# OPORD Paper



## Marauder06 (Jan 1, 2012)

I'm considering writing an article on updating/improving the 5 paragraph OPORD.  Before I do that though, I'd like to see what is currently being taught and utilized; it very well may be that no updates are necessary or even useful.  

Please post or PM me you thoughts on the current OPORD and any templates/classes/information on OPORDs that you might have.  Current information is preferred, but historical data and vignettes are useful as well.  The article (if I end up writing one) will be UNCLASS, but I have a .mil account if you have anything that's FOUO that you want to send.  Thanks in advance.

-mara


----------



## Ranger Psych (Jan 1, 2012)

I'm curious as to what you think needs updating or improving?

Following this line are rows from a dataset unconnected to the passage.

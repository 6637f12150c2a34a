use super::{Connect, Db, Pool, PoolConfig, Shared};
use crate::{migrate::VersionManifest, Result};

use tabula_core::{Driver, Error};
use tabula_sql::Dialect;

use std::sync::Arc;

use url::Url;

#[derive(Debug, Default)]
pub struct Builder {
    /// Schema used when a table is not given one explicitly
    default_schema: Option<String>,

    /// Database name override for introspection queries
    database: Option<String>,

    manifest: Option<VersionManifest>,

    pool: PoolConfig,
}

impl Builder {
    /// Set the schema tables live in unless one is given explicitly.
    ///
    /// Takes precedence over the manifest's `default_schema`.
    pub fn default_schema(&mut self, schema: impl Into<String>) -> &mut Self {
        self.default_schema = Some(schema.into());
        self
    }

    /// Set the database name used by introspection queries. Defaults to the
    /// path of the connection URL.
    pub fn database(&mut self, database: impl Into<String>) -> &mut Self {
        self.database = Some(database.into());
        self
    }

    /// Attach a schema-version manifest. Its default schema is used unless
    /// [`Builder::default_schema`] is also called.
    pub fn manifest(&mut self, manifest: VersionManifest) -> &mut Self {
        self.manifest = Some(manifest);
        self
    }

    pub fn pool_config(&mut self, config: PoolConfig) -> &mut Self {
        self.pool = config;
        self
    }

    pub async fn connect(&mut self, url: &str) -> Result<Db> {
        self.build(Connect::new(url)?).await
    }

    pub async fn build(&mut self, driver: impl Driver) -> Result<Db> {
        let dialect = Dialect::from_driver_name(driver.driver_name())?;

        let default_schema = self
            .default_schema
            .clone()
            .or_else(|| self.manifest.as_ref().map(|m| m.default_schema.clone()))
            .ok_or_else(|| {
                Error::configuration(
                    "no default schema; set one on the builder or attach a version manifest",
                )
            })?;

        let database = match &self.database {
            Some(database) => database.clone(),
            None => database_from_url(&driver.url()),
        };

        tracing::debug!(
            driver = driver.driver_name(),
            default_schema = %default_schema,
            database = %database,
            "building database handle"
        );

        let pool = Pool::new(driver, self.pool.clone()).await?;

        Ok(Db {
            shared: Arc::new(Shared {
                pool,
                dialect,
                default_schema,
                database,
                manifest: self.manifest.clone(),
            }),
        })
    }
}

/// The last path segment of a connection URL, or the empty string.
fn database_from_url(url: &str) -> String {
    Url::parse(url)
        .ok()
        .and_then(|url| {
            url.path()
                .rsplit('/')
                .find(|segment| !segment.is_empty())
                .map(str::to_string)
        })
        .unwrap_or_default()
}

Not that I have a dog in the fight anymore, but with 3 different variations to WARNO/OPORD "design" during my 9 years, there was nothing that the "newer" variant could/did/would cover, that wasn't effectively covered in past designs.  Honestly, from my take and multiple other people O3 and down, it seemed that the variations coencided with the rotation of O3's and above at the brigade level @ RTB... ie, OER bullet.

I'm not saying that's what you're doing by any means, but I'm curious where you think the current model doesn't cut the mustard, so to speak.

I will bear witness to the fact that there's a great deal of nuances and things you need to know/ask/look for using the 4p warno and 5p opord that are taught at Hooah High that instead of solely being taught there to brain deprived Studs scribbling in the margins of their handbooks while getting their pencils or pens gouged in their eyes falling asleep in the classroom, making Sanskrit you couldn't read when well rested let alone on your 8th day of patrols.... should actually, textually, be incorporated into the handbook.


----------



## Marauder06 (Jan 1, 2012)

I'm reluctant to publicize what I think the changes should be, because it's been a while since I did anything related to an OPORD and I want to understand what the current conventions are before I open my mouth and look like an idiot.  However, I'll PM you with my initial thoughts.  Stand by.


----------



## mike_cos (Jan 1, 2012)

Interesting thread...


----------